Supervised learning with kernel density estimation

This article is written by beginners in machine learning. Please note.

The previous article is here. The next article is here.

Relationship between kernel density estimation and supervised learning

I associated it without permission. For more information (not very detailed), please refer to the previous article (https://qiita.com/sorax/items/8663906fae41798a00b8). The simple summary is "I tried using kernel density estimation as a classifier for supervised learning!".

Object-orientation

I modified the script summarized in Previous article to make it object-oriented. The name is "Gaussian kernel-density estimate classifier", or "GKDE Classifier" for short. I just named it arbitrarily.

↓ Script ↓

import numpy as np

class GKDEClassifier(object):
    
    def __init__(self, bw_method="scotts_factor", weights="None"):
 # Kernel bandwidth
        self.bw_method = bw_method
 # Kernel weight
        self.weights = weights
        
    def fit(self, X, y):
 Number of labels for # y
        self.y_num = len(np.unique(y))
 # List containing estimated probability density functions
        self.kernel_ = []
 # Store probability density function
        for i in range(self.y_num):
            kernel = gaussian_kde(X[y==i].T)
            self.kernel_.append(kernel)
        return self

    def predict(self, X):
 # List to store predictive labels
        pred = []
 #List of test data label-specific probabilities
        self.p_ = []
 # Store probabilities by label
        for i in range(self.y_num):
            self.p_.append(self.kernel_[i].evaluate(X.T).tolist())
 # ndarray
        self.p_ = np.array(self.p_)
 # Prediction label allocation
        for j in range(self.p_.shape[1]):
            pred.append(np.argmax(self.p_.T[j]))
        return pred

Labels should be assigned in the order 0, 1, 2 ... (in ascending order of non-negative integers).

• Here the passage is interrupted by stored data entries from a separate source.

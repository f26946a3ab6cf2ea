use anyhow::{Context, Result, bail};

use super::{
    config_model::{Database, DotEnvyConfig, RecordStore, Server, Supabase},
    stage::Stage,
};

/// Seconds an untouched payment form is kept before it is evicted.
pub const DEFAULT_FORM_IDLE_TIMEOUT: u64 = 30 * 60;

pub fn load() -> Result<DotEnvyConfig> {
    dotenvy::dotenv().ok();
    load_from(|key| std::env::var(key).ok())
}

pub fn get_stage() -> Stage {
    dotenvy::dotenv().ok();

    let stage_str = std::env::var("STAGE").unwrap_or("".to_string());
    Stage::try_from(&stage_str).unwrap_or_default()
}

/// Builds the configuration from any key lookup, so tests do not have to touch the
/// process environment.
pub fn load_from<F>(lookup: F) -> Result<DotEnvyConfig>
where
    F: Fn(&str) -> Option<String>,
{
    let required = |key: &str| {
        lookup(key)
            .filter(|value| !value.trim().is_empty())
            .with_context(|| format!("{key} is invalid"))
    };

    let server = Server {
        port: required("SERVER_PORT")?
            .parse()
            .context("SERVER_PORT is invalid")?,
        body_limit: required("SERVER_BODY_LIMIT")?
            .parse()
            .context("SERVER_BODY_LIMIT is invalid")?,
        timeout: required("SERVER_TIMEOUT")?
            .parse()
            .context("SERVER_TIMEOUT is invalid")?,
        form_idle_timeout: lookup("FORM_IDLE_TIMEOUT")
            .filter(|value| !value.trim().is_empty())
            .map(|value| value.parse())
            .transpose()
            .context("FORM_IDLE_TIMEOUT is invalid")?
            .unwrap_or(DEFAULT_FORM_IDLE_TIMEOUT),
    };

    let record_store = match lookup("RECORD_STORE")
        .filter(|value| !value.trim().is_empty())
        .unwrap_or_else(|| "postgres".to_string())
        .trim()
        .to_ascii_lowercase()
        .as_str()
    {
        "postgres" => RecordStore::Postgres(Database {
            url: required("DATABASE_URL")?,
        }),
        "supabase" => RecordStore::Supabase(Supabase {
            project_url: required("SUPABASE_PROJECT_URL")?,
            anon_key: required("SUPABASE_ANON_KEY")?,
            payment_table: lookup("SUPABASE_PAYMENT_TABLE")
                .filter(|value| !value.trim().is_empty())
                .unwrap_or_else(|| "payment_submissions".to_string()),
        }),
        other => bail!("RECORD_STORE is invalid: {other} (expected postgres or supabase)"),
    };

    let stage = lookup("STAGE")
        .filter(|raw| !raw.trim().is_empty())
        .map(|raw| Stage::try_from(&raw))
        .transpose()
        .context("STAGE is invalid")?
        .unwrap_or_default();

    Ok(DotEnvyConfig {
        server,
        record_store,
        stage,
    })
}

Maybe: LabelEncoder

(Added on 2020/8/5: Part 3 has released the modified code)

\ _ \ _ Init \ _ \ _ method

Initializes the object. Here, specify the parameters required for kernel density estimation, that is, the arguments required for initializing SciPy's gaussian_kde. This time, I set the same value as the default value of gaussian_kde.

fit method

Learning is performed using teacher data. After estimating the kernel density with gaussian_kde, the estimated density function of label 0, the estimated density function of label 1, and so on are stored in order.

predict method

Predict test data.

for i in range(self.y_num):
            self.p_.append(self.kernel_[i].evaluate(X.T).tolist())

Here, the estimated density functions are extracted one by one from kernel_ and the probability density of the test data is calculated.

Subsequent scripts are messed up. I wanted to write it more concisely, but it didn't behave as I expected ... There is a coding beginner. Just move. It's better just to move.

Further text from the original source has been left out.